Mechthild and Margery: The Internal Evidence

As mentioned earlier, Margery Kempe, not only read – or had read to her – Birgitta’s revelations but is very likely to have had access to Mechthild’s text in one or more of the ways documented, access which, we wish to argue in the final part of this article, had significant influence upon a number of episodes in the Book.[81] Such a possibility has previously been entertained by Allen, who points out that Margery’s vision of a celestial dance with the Lord, his mother and holy virgins in Chapter 22 is based on a remarkably similar visionary episode within Mechthild’s book, when, on the feast of All Saints, Mechthild sees “a wounderfull goyng and ledyng aboute in maner of a karoll”.[82] Choreographically, a medieval “karolinge” was circular and the dancers’ revolving movements thus evoked for Mechthild – and clearly for Margery too – the perfect and harmonious circle of beatitude in heaven, as well as the holy woman’s role as sponsa Christi dancing with her Bridegroom at the celestial marriage feast.[83] However, we suggest the direct correlations go far beyond this. As Kukita Yoshikawa has argued previously,[84] elsewhere in her text Margery draws upon the same type of musical hermeneutics that proliferate everywhere in Mechthild’s writing, no doubt a result of the latter’s experiences as longstanding chantress within the Helfta community. For Mechthild, heaven is not only inseparable from the musical harmony enjoyed by the choir at Helfta, but God, himself, is divine music. On one occasion, for instance, divine love is envisioned as a “full feyr mayd synggyng;”[85] and on another, Mechthild’s own singing in church brings about both mystical encounter and union with God, so that the breath they take in their singing is drawn from the same divine source.[86] In Margery’s case, too, we can recall how her first spiritual awakening takes the form of “a sownde of melodye so swet & delectable, hir þowt, as sche had ben in Paradyse.”[87] She also relates how, for many years during the Palm Sunday procession “sche herd gret sowndys & gret melodijs wyth hir bodiy erys & þan sche þowt it was ful mery in Heuyn.”[88]

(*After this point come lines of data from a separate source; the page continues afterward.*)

mod ballot;
mod config;
mod tally;
mod transfer;

pub mod builder;
pub mod manual;

use log::{debug, info};

pub use crate::ballot::load;
pub use crate::config::*;

use crate::tally::Tally;
use crate::transfer::{transfer_elimination, transfer_surplus};

/// The two states of the count controller.
#[derive(Eq, PartialEq, Debug, Clone, Copy)]
pub enum CountState {
    Counting,
    Complete,
}

/// The stage-advancement state machine.
///
/// [`Count::new`] runs the stage-1 first-preference tally. Each
/// [`Count::advance`] then performs exactly one action and snapshots the
/// stage for reporting: a surplus transfer when the highest-total
/// candidate sits above quota, otherwise the elimination of the
/// lowest-total candidate. Once the seats are filled the machine is
/// `Complete` and further `advance` calls are no-ops.
pub struct Count {
    ward: WardInfo,
    ballots: Vec<Ballot>,
    rules: CountRules,
    tally: Tally,
    stage: u32,
    state: CountState,
    reports: Vec<StageReport>,
}

impl Count {
    pub fn new(data: BallotData, rules: &CountRules) -> Result<Count, CountingError> {
        if data.candidates.is_empty() {
            return Err(CountingError::EmptyElection);
        }
        info!(
            "Counting {:?}: {} candidates, {} papers, {} seats, quota {}",
            data.info.name,
            data.candidates.len(),
            data.ballots.len(),
            data.info.seats,
            data.quota
        );
        let mut tally = Tally::new(&data);
        let numbers: Vec<CandidateNumber> = tally.continuing().map(|(n, _)| n).collect();
        for n in numbers {
            tally.record(n, 1, StageEntry::FirstPreference(Votes::ZERO))?;
        }
        let mut non_transferable = Votes::ZERO;
        for b in &data.ballots {
            match b.prefs.first() {
                Some(&first) => tally.record(
                    first,
                    1,
                    StageEntry::FirstPreference(Votes::from_weight(b.weight)),
                )?,
                None => non_transferable += Votes::from_weight(b.weight),
            }
        }
        let mut count = Count {
            ward: data.info,
            ballots: data.ballots,
            rules: *rules,
            tally,
            stage: 1,
            state: CountState::Counting,
            reports: Vec::new(),
        };
        let action = StageAction::FirstPreferences { non_transferable };
        let narrative = count.narrative(&action)?;
        count.push_report(action, narrative);
        count.check_complete();
        Ok(count)
    }

    pub fn state(&self) -> CountState {
        self.state
    }

    pub fn stage(&self) -> u32 {
        self.stage
    }

    pub fn is_complete(&self) -> bool {
        self.state == CountState::Complete
    }

    pub fn quota(&self) -> u64 {
        self.tally.quota()
    }

    /// Performs one stage of counting. Idempotent once complete.
    pub fn advance(&mut self) -> Result<CountState, CountingError> {
        if self.state == CountState::Complete {
            return Ok(CountState::Complete);
        }
        let stage = self.stage + 1;
        let quota = Votes::from_weight(self.tally.quota());
        let highest = self.select_highest(stage)?;
        let action = if self.tally.total_votes(highest)? > quota {
            transfer_surplus(&mut self.tally, &self.ballots, stage, highest)?
        } else {
            let lowest = self.select_lowest(stage)?;
            transfer_elimination(&mut self.tally, &self.ballots, stage, lowest)?
        };
        self.stage = stage;
        let narrative = self.narrative(&action)?;
        debug!("stage {}: {}", stage, narrative);
        self.push_report(action, narrative);
        self.check_complete();
        Ok(self.state)
    }

    /// The per-stage snapshots produced so far.
    pub fn reports(&self) -> &[StageReport] {
        &self.reports
    }

    pub fn into_result(self) -> Result<CountResult, CountingError> {
        let elected: Vec<CandidateNumber> = self.tally.elected_candidates().into_iter().collect();
        let mut winners: Vec<String> = Vec::new();
        for &n in &elected {
            winners.push(self.tally.name(n)?.to_string());
        }
        Ok(CountResult {
            ward: self.ward.name.clone(),
            seats: self.ward.seats,
            quota: self.tally.quota(),
            valid_votes: self.ward.valid_votes(),
            stages: self.reports,
            elected,
            winners,
        })
    }

    fn narrative(&self, action: &StageAction) -> Result<String, CountingError> {
        match action {
            StageAction::FirstPreferences { .. } => {
                Ok("First preference votes counted.".to_string())
            }
            StageAction::SurplusTransfer { from, surplus, .. } => Ok(format!(
                "Transferring {} surplus votes from {}.",
                surplus,
                self.tally.name(*from)?
            )),
            StageAction::Elimination {
                eliminated,
                transferred,
                ..
            } => Ok(format!(
                "Transferring {} votes from eliminated candidate {}.",
                transferred,
                self.tally.name(*eliminated)?
            )),
        }
    }

    fn push_report(&mut self, action: StageAction, narrative: String) {
        let elected: Vec<CandidateNumber> =
            self.tally.elected_candidates().into_iter().collect();
        let valid = self.ward.valid_votes();
        let mut standings: Vec<CandidateStanding> = Vec::new();
        for (number, state) in self.tally.continuing() {
            let total = state.total_votes();
            let mut cumulative = Votes::ZERO;
            let mut stages: Vec<StageVotes> = Vec::new();
            for entry in &state.entries {
                let delta = entry.delta();
                cumulative += delta;
                stages.push(StageVotes {
                    cumulative_votes: cumulative,
                    votes: delta,
                });
            }
            let percentage = if valid > 0 {
                (total.get() / valid as f64 * 1000.0).floor() / 10.0
            } else {
                0.0
            };
            standings.push(CandidateStanding {
                number,
                name: state.candidate.name.clone(),
                party: state.candidate.party.clone(),
                total_votes: total,
                percentage,
                stages,
            });
        }
        self.reports.push(StageReport {
            stage: self.stage,
            action,
            narrative,
            standings,
            elected,
        });
    }

    fn check_complete(&mut self) {
        if self.tally.is_complete() {
            self.state = CountState::Complete;
            info!(
                "All {} seats filled in stage {}.",
                self.ward.seats, self.stage
            );
        }
    }

    fn select_highest(&self, stage: u32) -> Result<CandidateNumber, CountingError> {
        let mut best: Vec<CandidateNumber> = Vec::new();
        let mut best_total = f64::NEG_INFINITY;
        for (n, s) in self.tally.continuing() {
            let t = s.total_votes().get();
            if t > best_total {
                best_total = t;
                best = vec![n];
            } else if t == best_total {
                best.push(n);
            }
        }
        if best.is_empty() {
            return Err(CountingError::NoConvergence);
        }
        self.break_tie(best, stage)
    }

    fn select_lowest(&self, stage: u32) -> Result<CandidateNumber, CountingError> {
        let elected = self.tally.elected_candidates();
        let mut worst: Vec<CandidateNumber> = Vec::new();
        let mut worst_total = f64::INFINITY;
        for (n, s) in self.tally.continuing() {
            if elected.contains(&n) {
                continue;
            }
            let t = s.total_votes().get();
            if t < worst_total {
                worst_total = t;
                worst = vec![n];
            } else if t == worst_total {
                worst.push(n);
            }
        }
        if worst.is_empty() {
            // Seats remain unfilled but no candidate can be eliminated.
            return Err(CountingError::NoConvergence);
        }
        self.break_tie(worst, stage)
    }

    fn break_tie(
        &self,
        tied: Vec<CandidateNumber>,
        stage: u32,
    ) -> Result<CandidateNumber, CountingError> {
        let ordered = match self.rules.tie_break {
            TieBreakPolicy::ByCandidateNumber => {
                let mut res = tied;
                res.sort();
                res
            }
            TieBreakPolicy::Random(seed) => {
                let mut keyed: Vec<(String, CandidateNumber)> = Vec::new();
                for &n in tied.iter() {
                    let digest =
                        sha256::digest(format!("{:08}{:08}{}", seed, stage, self.tally.name(n)?));
                    keyed.push((digest, n));
                }
                keyed.sort();
                keyed.into_iter().map(|p| p.1).collect()
            }
        };
        ordered
            .first()
            .copied()
            .ok_or_else(|| CountingError::invariant("tie-break over an empty set"))
    }
}

/// Runs a full count for the given ballot data and rules.
///
/// Fails with [`CountingError::NoConvergence`] when the remaining seats
/// can never be filled (every continuing candidate already elected, or
/// the stage guard trips).
pub fn run_count(data: BallotData, rules: &CountRules) -> Result<CountResult, CountingError> {
    let max_stages = data.candidates.len() as u32 + data.info.seats + 1;
    let mut count = Count::new(data, rules)?;
    while !count.is_complete() {
        if count.stage() > max_stages {
            return Err(CountingError::NoConvergence);
        }
        count.advance()?;
    }
    count.into_result()
}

Mechthildian spirituality in the discourse of Holy Communion

But there are even more compelling resonances than this between the two books. Other of Margery’s meditative, revelatory experiences also correlate with those of Mechthild, particularly the account in Chapter 86 where Margery documents perhaps her most comprehensive statement of a matured understanding of Holy Communion, the Trinity and mystical union.[89] Here she recounts Christ’s final monologue centred on Holy Communion, and points to what ultimately lies beyond it — that is, union with the divine. In this monologue Christ first commends Margery for receiving the Eucharist with a company of saints in her soul:

I knowe þe holy thowtys & þe good desyrys þat þu hast whan þu receyuyst me & þe good charite þat þu hast to me in þe tyme þat þu receyuyst my precyows body in-to þi sowle, and also how þu clepist Mary Mawdelyn in-to þi sowle to wolcomyn me . . . & sumtyme, dowtyr, þu thynkyst þi sowle so large & so wyde þat þu clepist al þe cowrt of Heuyn into þi sowle for to wolcomyn me. I wot ryth wel, dowtyr, what þu seist, “Comyth alle xij apostelys þat wer so wel belouyd of God in erde & receyuyth ȝowr Lord in my sowle.” Also þu preyist Kateryn, Margarete, & alle holy virginys to wolcomyn me in þi sowle.[90]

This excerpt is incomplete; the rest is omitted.